また、教育熱心な親が多いのも最近の傾向だと美咲さんは言う。
「英会話やモンテッソーリのような教育を取り入れてほしいと言われることも多いです。『〇〇保育園ではやっている』と比較されることもありますが、各園方針をもって保育をおこなっていますし、習い事の教室ではないので……」
これを遠回しに母親に伝えたところ、「ダメ先生」のレッテルを貼られて心を痛めたこともあるそうだ。
子育てを丸投げする母親に「せめて夕飯は家で食べさせてあげて」
教育熱心な親もいる一方で、思い通りにいかない子育てに疲れ、園に丸投げ状態の親もいる。

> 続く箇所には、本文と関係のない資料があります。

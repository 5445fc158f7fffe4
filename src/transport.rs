//! OSC/UDP message transport
//!
//! Owns the local endpoint the engine replies to, sends fire-and-forget OSC
//! messages, and runs the receive loop on its own tokio task. Inbound
//! messages are dispatched to handlers registered by address path. Handlers
//! run synchronously on the receive task, one at a time, in arrival order;
//! anything that needs another execution context must hop there itself.

use std::collections::HashMap;
use std::net::{IpAddr, SocketAddr};
use std::sync::Arc;

use parking_lot::{Mutex, RwLock};
use rosc::{OscMessage, OscPacket, OscType};
use tokio::net::UdpSocket;
use tokio::sync::watch;
use tokio::task::JoinHandle;
use tracing::{debug, trace, warn};

use crate::error::{EngineError, Result};
use crate::locator::EngineAddress;

/// Largest datagram the receive loop accepts
const RECV_BUFFER_SIZE: usize = rosc::decoder::MTU;

/// Expected type of one inbound OSC argument
#[derive(Debug, Clone, Copy, PartialEq, Eq)]
pub enum ArgKind {
    Str,
    Int,
}

impl ArgKind {
    fn matches(self, arg: &OscType) -> bool {
        matches!(
            (self, arg),
            (ArgKind::Str, OscType::String(_)) | (ArgKind::Int, OscType::Int(_))
        )
    }
}

/// Argument signature a handler accepts
pub type ArgSpec = &'static [ArgKind];

/// Callback invoked with the arguments of a matching inbound message
pub type Handler = Arc<dyn Fn(&[OscType]) + Send + Sync>;

type HandlerTable = HashMap<String, (ArgSpec, Handler)>;

/// UDP endpoint speaking OSC to the engine
pub struct OscTransport {
    socket: Arc<UdpSocket>,
    local_addr: SocketAddr,
    url: String,
    handlers: Arc<RwLock<HandlerTable>>,
    shutdown_tx: watch::Sender<bool>,
    task: Mutex<Option<JoinHandle<()>>>,
}

impl OscTransport {
    /// Bind a local endpoint and advertise the bound host
    ///
    /// # Arguments
    /// * `host` - Interface to bind and advertise in the reply URL
    /// * `preferred_port` - Port to bind, or `None` for any free port
    pub async fn bind(host: &str, preferred_port: Option<u16>) -> Result<Self> {
        Self::bind_advertised(host, preferred_port, host).await
    }

    /// Bind a local endpoint, advertising a different host in the reply URL
    ///
    /// Used when binding a wildcard address such as `0.0.0.0`, which the
    /// engine cannot send to.
    pub async fn bind_advertised(
        host: &str,
        preferred_port: Option<u16>,
        advertised_host: &str,
    ) -> Result<Self> {
        let bind_err = |source| EngineError::Bind {
            host: host.to_string(),
            port: preferred_port,
            source,
        };

        let socket = UdpSocket::bind((host, preferred_port.unwrap_or(0)))
            .await
            .map_err(bind_err)?;
        let local_addr = socket.local_addr().map_err(bind_err)?;
        let url = reply_url(advertised_host, local_addr.port());

        debug!("OSC endpoint bound on {}, replies to {}", local_addr, url);

        let (shutdown_tx, _) = watch::channel(false);

        Ok(Self {
            socket: Arc::new(socket),
            local_addr,
            url,
            handlers: Arc::new(RwLock::new(HashMap::new())),
            shutdown_tx,
            task: Mutex::new(None),
        })
    }

    pub fn local_addr(&self) -> SocketAddr {
        self.local_addr
    }

    /// OSC URL the engine should send replies to
    pub fn url(&self) -> &str {
        &self.url
    }

    /// Route inbound messages on `path` to `handler`
    ///
    /// Registering a path twice replaces the earlier handler.
    pub fn register_handler<F>(&self, path: &str, arg_spec: ArgSpec, handler: F)
    where
        F: Fn(&[OscType]) + Send + Sync + 'static,
    {
        let previous = self
            .handlers
            .write()
            .insert(path.to_string(), (arg_spec, Arc::new(handler)));
        if previous.is_some() {
            debug!("Replaced OSC handler for {}", path);
        }
    }

    /// Send one OSC message, without any delivery acknowledgment
    pub async fn send(
        &self,
        destination: &EngineAddress,
        path: &str,
        args: Vec<OscType>,
    ) -> Result<()> {
        let target = destination.resolve().await?;

        let packet = OscPacket::Message(OscMessage {
            addr: path.to_string(),
            args,
        });
        let bytes = rosc::encoder::encode(&packet).map_err(|e| EngineError::Send {
            path: path.to_string(),
            reason: e.to_string(),
        })?;

        self.socket
            .send_to(&bytes, target)
            .await
            .map_err(|e| EngineError::Send {
                path: path.to_string(),
                reason: e.to_string(),
            })?;

        trace!("📤 OSC {} -> {}", path, target);
        Ok(())
    }

    /// Spawn the receive loop; a second call while running is a no-op
    pub fn start(&self) {
        let mut task = self.task.lock();
        if task.is_some() {
            debug!("OSC receive loop already running");
            return;
        }
        if *self.shutdown_tx.borrow() {
            warn!("OSC transport already stopped, not restarting");
            return;
        }

        let socket = Arc::clone(&self.socket);
        let handlers = Arc::clone(&self.handlers);
        let mut shutdown_rx = self.shutdown_tx.subscribe();

        *task = Some(tokio::spawn(async move {
            let mut buf = vec![0u8; RECV_BUFFER_SIZE];
            loop {
                tokio::select! {
                    _ = wait_stopped(&mut shutdown_rx) => {
                        debug!("OSC receive loop shutting down");
                        break;
                    }
                    res = socket.recv_from(&mut buf) => match res {
                        Ok((len, from)) => dispatch_datagram(&handlers, &buf[..len], from),
                        Err(e) => warn!("OSC receive failed: {}", e),
                    },
                }
            }
        }));
    }

    /// Stop the receive loop and wait for it to exit
    ///
    /// No handler is invoked after this returns.
    pub async fn stop(&self) {
        self.shutdown_tx.send_replace(true);

        let handle = self.task.lock().take();
        if let Some(handle) = handle {
            if let Err(e) = handle.await {
                warn!("OSC receive loop ended abnormally: {}", e);
            }
        }
    }

    /// Resolves once [`OscTransport::stop`] has been requested
    pub async fn closed(&self) {
        let mut rx = self.shutdown_tx.subscribe();
        wait_stopped(&mut rx).await;
    }
}

/// Resolves when the flag flips to true or the sender goes away
async fn wait_stopped(rx: &mut watch::Receiver<bool>) {
    let _ = rx.wait_for(|stopped| *stopped).await;
}

fn reply_url(host: &str, port: u16) -> String {
    match host.parse::<IpAddr>() {
        Ok(IpAddr::V6(ip)) => format!("osc.udp://[{}]:{}/", ip, port),
        _ => format!("osc.udp://{}:{}/", host, port),
    }
}

fn dispatch_datagram(handlers: &RwLock<HandlerTable>, datagram: &[u8], from: SocketAddr) {
    match rosc::decoder::decode_udp(datagram) {
        Ok((_, packet)) => dispatch_packet(handlers, packet, from),
        Err(e) => warn!("Dropping undecodable OSC datagram from {}: {:?}", from, e),
    }
}

fn dispatch_packet(handlers: &RwLock<HandlerTable>, packet: OscPacket, from: SocketAddr) {
    match packet {
        OscPacket::Message(msg) => dispatch_message(handlers, msg, from),
        OscPacket::Bundle(bundle) => {
            for inner in bundle.content {
                dispatch_packet(handlers, inner, from);
            }
        }
    }
}

fn dispatch_message(handlers: &RwLock<HandlerTable>, msg: OscMessage, from: SocketAddr) {
    debug!("📥 OSC {} {:?} from {}", msg.addr, msg.args, from);

    // Clone out of the table so the handler may register other handlers.
    let entry = handlers.read().get(&msg.addr).cloned();
    let Some((spec, handler)) = entry else {
        debug!("No handler for OSC path {}", msg.addr);
        return;
    };

    let signature_ok =
        spec.len() == msg.args.len() && spec.iter().zip(&msg.args).all(|(k, a)| k.matches(a));
    if !signature_ok {
        warn!(
            "Dropping {}: arguments {:?} do not match {:?}",
            msg.addr, msg.args, spec
        );
        return;
    }

    handler(&msg.args);
}

/// Borrow the string at `index`, assuming the handler's argument signature was checked
pub fn str_arg(args: &[OscType], index: usize) -> &str {
    match args.get(index) {
        Some(OscType::String(s)) => s,
        _ => "",
    }
}

/// Integer at `index`, assuming the handler's argument signature was checked
pub fn int_arg(args: &[OscType], index: usize) -> i32 {
    match args.get(index) {
        Some(OscType::Int(i)) => *i,
        _ => 0,
    }
}

#[cfg(test)]
mod tests {
    use super::*;
    use std::time::Duration;
    use tokio::sync::mpsc;

    async fn send_raw(to: SocketAddr, path: &str, args: Vec<OscType>) {
        let socket = UdpSocket::bind("127.0.0.1:0").await.unwrap();
        let bytes = rosc::encoder::encode(&OscPacket::Message(OscMessage {
            addr: path.to_string(),
            args,
        }))
        .unwrap();
        socket.send_to(&bytes, to).await.unwrap();
    }

    #[tokio::test]
    async fn test_bind_any_port() {
        let transport = OscTransport::bind("127.0.0.1", None).await.unwrap();
        assert_ne!(transport.local_addr().port(), 0);
        assert_eq!(
            transport.url(),
            format!("osc.udp://127.0.0.1:{}/", transport.local_addr().port())
        );
    }

    #[tokio::test]
    async fn test_bind_wildcard_advertises_reachable_host() {
        let transport = OscTransport::bind_advertised("0.0.0.0", None, "127.0.0.1")
            .await
            .unwrap();
        let port = transport.local_addr().port();
        assert!(transport.local_addr().ip().is_unspecified());
        assert_eq!(transport.url(), format!("osc.udp://127.0.0.1:{}/", port));

        let (tx, mut rx) = mpsc::unbounded_channel::<()>();
        transport.register_handler("/x", &[], move |_| {
            let _ = tx.send(());
        });
        transport.start();
        send_raw(SocketAddr::from(([127, 0, 0, 1], port)), "/x", vec![]).await;
        tokio::time::timeout(Duration::from_secs(2), rx.recv())
            .await
            .unwrap()
            .unwrap();
        transport.stop().await;
    }

    #[test]
    fn test_reply_url_brackets_ipv6() {
        assert_eq!(reply_url("::1", 9000), "osc.udp://[::1]:9000/");
        assert_eq!(reply_url("studio.local", 9000), "osc.udp://studio.local:9000/");
    }

    #[tokio::test]
    async fn test_bind_taken_port_fails() {
        let first = OscTransport::bind("127.0.0.1", None).await.unwrap();
        let port = first.local_addr().port();
        let second = OscTransport::bind("127.0.0.1", Some(port)).await;
        assert!(matches!(second, Err(EngineError::Bind { port: Some(p), .. }) if p == port));
    }

    #[tokio::test]
    async fn test_dispatch_by_path_and_signature() {
        let transport = OscTransport::bind("127.0.0.1", None).await.unwrap();
        let (tx, mut rx) = mpsc::unbounded_channel();

        transport.register_handler("/loop/update", &[ArgKind::Str, ArgKind::Str], move |args| {
            let _ = tx.send(format!("{} {}", str_arg(args, 0), str_arg(args, 1)));
        });
        transport.start();

        let addr = transport.local_addr();
        // Wrong signature is dropped, unknown path is ignored
        send_raw(addr, "/loop/update", vec![OscType::Int(1)]).await;
        send_raw(addr, "/nobody", vec![]).await;
        send_raw(
            addr,
            "/loop/update",
            vec![OscType::String("add".into()), OscType::String("L1".into())],
        )
        .await;

        let got = tokio::time::timeout(Duration::from_secs(2), rx.recv())
            .await
            .unwrap()
            .unwrap();
        assert_eq!(got, "add L1");

        transport.stop().await;
    }

    #[tokio::test]
    async fn test_reregister_replaces_handler() {
        let transport = OscTransport::bind("127.0.0.1", None).await.unwrap();
        let (tx, mut rx) = mpsc::unbounded_channel();
        let tx2 = tx.clone();

        transport.register_handler("/x", &[], move |_| {
            let _ = tx.send("first");
        });
        transport.register_handler("/x", &[], move |_| {
            let _ = tx2.send("second");
        });
        transport.start();

        send_raw(transport.local_addr(), "/x", vec![]).await;
        let got = tokio::time::timeout(Duration::from_secs(2), rx.recv())
            .await
            .unwrap()
            .unwrap();
        assert_eq!(got, "second");

        transport.stop().await;
    }

    #[tokio::test]
    async fn test_no_handler_after_stop() {
        let transport = OscTransport::bind("127.0.0.1", None).await.unwrap();
        let (tx, mut rx) = mpsc::unbounded_channel::<()>();
        transport.register_handler("/x", &[], move |_| {
            let _ = tx.send(());
        });
        transport.start();
        transport.stop().await;

        send_raw(transport.local_addr(), "/x", vec![]).await;
        tokio::time::sleep(Duration::from_millis(100)).await;
        assert!(rx.try_recv().is_err());

        // closed() resolves immediately once stopped
        tokio::time::timeout(Duration::from_millis(100), transport.closed())
            .await
            .unwrap();
    }

    #[tokio::test]
    async fn test_send_reaches_peer() {
        let transport = OscTransport::bind("127.0.0.1", None).await.unwrap();
        let peer = UdpSocket::bind("127.0.0.1:0").await.unwrap();
        let dest = EngineAddress::new("127.0.0.1", peer.local_addr().unwrap().port());

        transport
            .send(&dest, "/loop_add", vec![OscType::String("L1".into())])
            .await
            .unwrap();

        let mut buf = [0u8; 1024];
        let (len, _) = peer.recv_from(&mut buf).await.unwrap();
        let (_, packet) = rosc::decoder::decode_udp(&buf[..len]).unwrap();
        match packet {
            OscPacket::Message(msg) => {
                assert_eq!(msg.addr, "/loop_add");
                assert_eq!(msg.args, vec![OscType::String("L1".into())]);
            }
            other => panic!("unexpected packet {:?}", other),
        }
    }

    #[tokio::test]
    async fn test_send_to_unresolvable_host_fails_locally() {
        let transport = OscTransport::bind("127.0.0.1", None).await.unwrap();
        let dest = EngineAddress::new("", 9);
        let res = transport.send(&dest, "/quit", vec![]).await;
        assert!(matches!(res, Err(EngineError::InvalidAddress(_))));
    }
}
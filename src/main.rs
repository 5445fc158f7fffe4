//! Looper Remote - command-line front end
//!
//! Connects to (or launches) a looping engine and drives it from a REPL.

use anyhow::{Context, Result};
use clap::Parser;
use colored::*;
use tokio::sync::mpsc;
use tracing::{info, warn};
use tracing_subscriber::{layer::SubscriberExt, util::SubscriberInitExt};

mod cli;

use crate::cli::ReplCommand;
use looper_remote::config::AppConfig;
use looper_remote::{
    subscriber, ChangeKind, CommandLauncher, EngineMirror, EngineSession, EngineUpdate,
    SessionConfig, Topic,
};

/// Looper Remote - control a MIDI looping engine over OSC
#[derive(Parser, Debug)]
#[command(author, version, about, long_about = None)]
struct Args {
    /// Path to configuration file
    #[arg(short, long, default_value = "looper.yaml")]
    config: String,

    /// Engine host (overrides config)
    #[arg(long, env = "LOOPER_HOST")]
    host: Option<String>,

    /// Engine port (overrides config)
    #[arg(short, long, env = "LOOPER_PORT")]
    port: Option<u16>,

    /// Fail instead of launching a local engine when none answers
    #[arg(long)]
    no_spawn: bool,

    /// Ask the engine to quit on exit
    #[arg(long)]
    quit_engine: bool,

    /// Log level (error, warn, info, debug, trace)
    #[arg(short, long, env = "LOG_LEVEL", default_value = "info")]
    log_level: String,
}

#[tokio::main]
async fn main() -> Result<()> {
    dotenvy::dotenv().ok();

    let args = Args::parse();

    init_logging(&args.log_level)?;

    info!("Starting Looper Remote...");
    info!("Configuration file: {}", args.config);

    let mut config = AppConfig::load_or_default(&args.config).await?;
    apply_overrides(&mut config, &args);
    config.validate()?;

    let launcher = CommandLauncher::from_config(&config.launcher);
    let session = EngineSession::connect(SessionConfig::from_app_config(&config), &launcher)
        .await
        .context("Could not establish an engine session")?;

    println!(
        "{} engine {} at {} ({} loops)",
        "Connected to".green().bold(),
        session.ack().version.cyan(),
        session.engine(),
        session.ack().loop_count
    );

    let mirror = EngineMirror::new();
    mirror.attach(&session.bus());

    let printer = subscriber(|update: &EngineUpdate| print_update(update));
    for topic in Topic::ALL {
        session.subscribe(topic, printer.clone());
    }

    session.initialize_subscribers().await?;

    let result = run_repl_loop(&session, &mirror).await;

    info!("Shutting down...");
    mirror.detach(&session.bus());
    if let Err(e) = session.cleanup().await {
        warn!("Cleanup incomplete: {}", e);
    }
    info!("Looper Remote shutdown complete");
    result
}

fn apply_overrides(config: &mut AppConfig, args: &Args) {
    if let Some(host) = &args.host {
        config.engine.host = host.clone();
    }
    if let Some(port) = args.port {
        config.engine.port = port;
    }
    if args.no_spawn {
        config.engine.fail_on_not_found = true;
    }
    if args.quit_engine {
        config.engine.quit_on_exit = true;
    }
}

async fn run_repl_loop(session: &EngineSession, mirror: &EngineMirror) -> Result<()> {
    let (tx, mut rx) = mpsc::unbounded_channel();
    // rustyline blocks; keep it off the runtime threads
    let repl = std::thread::spawn(move || cli::run_repl(tx));

    let shutdown = tokio::signal::ctrl_c();
    tokio::pin!(shutdown);

    loop {
        tokio::select! {
            command = rx.recv() => match command {
                Some(ReplCommand::Exit) | None => break,
                Some(command) => {
                    if let Err(e) = execute(session, mirror, command).await {
                        println!("{} {}", "error:".red().bold(), e);
                    }
                }
            },
            _ = &mut shutdown => {
                info!("Shutdown signal received");
                break;
            }
        }
    }

    if repl.is_finished() {
        if let Ok(Err(e)) = repl.join() {
            return Err(e);
        }
    }
    Ok(())
}

async fn execute(session: &EngineSession, mirror: &EngineMirror, command: ReplCommand) -> Result<()> {
    match command {
        ReplCommand::Loops => {
            for name in mirror.loops() {
                println!("  {}", name);
            }
        }
        ReplCommand::Mappings => {
            for mapping in mirror.mappings() {
                println!("  {}", mapping);
            }
        }
        ReplCommand::AddLoop(name) => session.new_loop(&name).await?,
        ReplCommand::RemoveLoops(names) => {
            let outcome = session.remove_loops(&names).await;
            for (name, e) in &outcome.failed {
                println!("{} {}: {}", "not removed:".yellow(), name, e);
            }
        }
        ReplCommand::Map(mapping) => session.new_mapping(&mapping).await?,
        ReplCommand::Unmap(mapping) => {
            let outcome = session.remove_mappings(std::slice::from_ref(&mapping)).await;
            for (mapping, e) in &outcome.failed {
                println!("{} {}: {}", "not removed:".yellow(), mapping, e);
            }
        }
        ReplCommand::Help => println!("{}", cli::HELP),
        ReplCommand::Exit => {}
    }
    Ok(())
}

fn print_update(update: &EngineUpdate) {
    let sign = match update.change() {
        ChangeKind::Add => "+".green().bold(),
        ChangeKind::Remove => "-".red().bold(),
    };
    match update {
        EngineUpdate::Loop { name, .. } => println!("{} loop {}", sign, name.bold()),
        EngineUpdate::Mapping { mapping, .. } => println!("{} mapping {}", sign, mapping),
    }
}

fn init_logging(level: &str) -> Result<()> {
    let filter = tracing_subscriber::EnvFilter::try_from_default_env()
        .unwrap_or_else(|_| tracing_subscriber::EnvFilter::new(level));

    tracing_subscriber::registry()
        .with(filter)
        .with(
            tracing_subscriber::fmt::layer()
                .with_target(false)
                .with_thread_ids(false)
                .with_thread_names(false),
        )
        .init();

    Ok(())
}
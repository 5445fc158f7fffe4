//! Command-line REPL for driving a session

use anyhow::{anyhow, bail, Result};
use rustyline::error::ReadlineError;
use rustyline::DefaultEditor;
use tokio::sync::mpsc;

use looper_remote::{LoopAction, MidiMappingInfo, MidiType};

/// A parsed REPL line
#[derive(Debug, Clone, PartialEq, Eq)]
pub enum ReplCommand {
    Loops,
    Mappings,
    AddLoop(String),
    RemoveLoops(Vec<String>),
    Map(MidiMappingInfo),
    Unmap(MidiMappingInfo),
    Help,
    Exit,
}

pub const HELP: &str = "\
Commands:
  loops                                   list loops
  mappings                                list MIDI mappings
  add-loop <name>                         create a loop
  rm-loop <name>...                       delete loops
  map <ch> <type> <value> <action> <loop>     add a mapping
  unmap <ch> <type> <value> <action> <loop>   remove a mapping
        type: NoteOn | NoteOff | CCOn | CCOff
        action: TogglePlayback | ToggleRecording
  help, exit";

impl ReplCommand {
    pub fn parse(line: &str) -> Result<Option<Self>> {
        let words: Vec<&str> = line.split_whitespace().collect();
        let Some((&verb, rest)) = words.split_first() else {
            return Ok(None);
        };

        let command = match verb {
            "loops" => ReplCommand::Loops,
            "mappings" => ReplCommand::Mappings,
            "add-loop" => match rest {
                [name] => ReplCommand::AddLoop(name.to_string()),
                _ => bail!("usage: add-loop <name>"),
            },
            "rm-loop" if !rest.is_empty() => {
                ReplCommand::RemoveLoops(rest.iter().map(|s| s.to_string()).collect())
            }
            "rm-loop" => bail!("usage: rm-loop <name>..."),
            "map" => ReplCommand::Map(parse_mapping(rest)?),
            "unmap" => ReplCommand::Unmap(parse_mapping(rest)?),
            "help" | "?" => ReplCommand::Help,
            "exit" | "quit" => ReplCommand::Exit,
            other => bail!("unknown command '{}' (try 'help')", other),
        };
        Ok(Some(command))
    }
}

fn parse_mapping(words: &[&str]) -> Result<MidiMappingInfo> {
    let [channel, midi_type, value, action, loop_name] = words else {
        bail!("expected: <ch> <type> <value> <action> <loop>");
    };
    let channel: i64 = channel
        .parse()
        .map_err(|_| anyhow!("channel '{}' is not a number", channel))?;
    let value: i64 = value
        .parse()
        .map_err(|_| anyhow!("value '{}' is not a number", value))?;
    let midi_type: MidiType = midi_type.parse()?;
    let action: LoopAction = action.parse()?;

    Ok(MidiMappingInfo::new(channel, midi_type, value, *loop_name, action)?)
}

/// Read lines until EOF or `exit`, forwarding parsed commands
///
/// Blocking; run it on a dedicated thread.
pub fn run_repl(tx: mpsc::UnboundedSender<ReplCommand>) -> Result<()> {
    let mut rl = DefaultEditor::new()?;

    loop {
        match rl.readline("looper> ") {
            Ok(line) => {
                let _ = rl.add_history_entry(line.as_str());
                match ReplCommand::parse(&line) {
                    Ok(Some(ReplCommand::Help)) => println!("{}", HELP),
                    Ok(Some(command)) => {
                        let exit = command == ReplCommand::Exit;
                        if tx.send(command).is_err() || exit {
                            break;
                        }
                    }
                    Ok(None) => {}
                    Err(e) => println!("{}", e),
                }
            }
            Err(ReadlineError::Interrupted) | Err(ReadlineError::Eof) => {
                let _ = tx.send(ReplCommand::Exit);
                break;
            }
            Err(e) => return Err(e.into()),
        }
    }

    Ok(())
}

「2歳近くなると自我が芽生えてきます。言葉もうまく使えないので意思の疎通が難しく、手を焼くお母様も多い時期ですが、『仕事が忙しくなった』と連日開園から閉園まで預けっぱなしの親御さんもいらっしゃるんです。あきらかに仕事ではない日でも、ギリギリまで迎えに来ません」
母親が買い物している姿やベランダで洗濯を干す姿などを複数の保育士がみかけているという。それでも「仕事」と言い張り、子育てのほとんどを保育園に任せているそうだ。
「母親の愛情が必要な時期です。仕事のない日は、せめて夕飯くらい家庭で食べさせてあげてほしい」
と、美咲さんは子どもの心情を気に掛ける。
もちろん、全ての保護者が自分勝手なわけではない。しかし、無理難題を言ったり、理不尽なクレームを入れたりする親がいるのも事実。わが子を思う気持ちは大事だが、まずは「親」としての自覚を持って行動してもらいたいものである。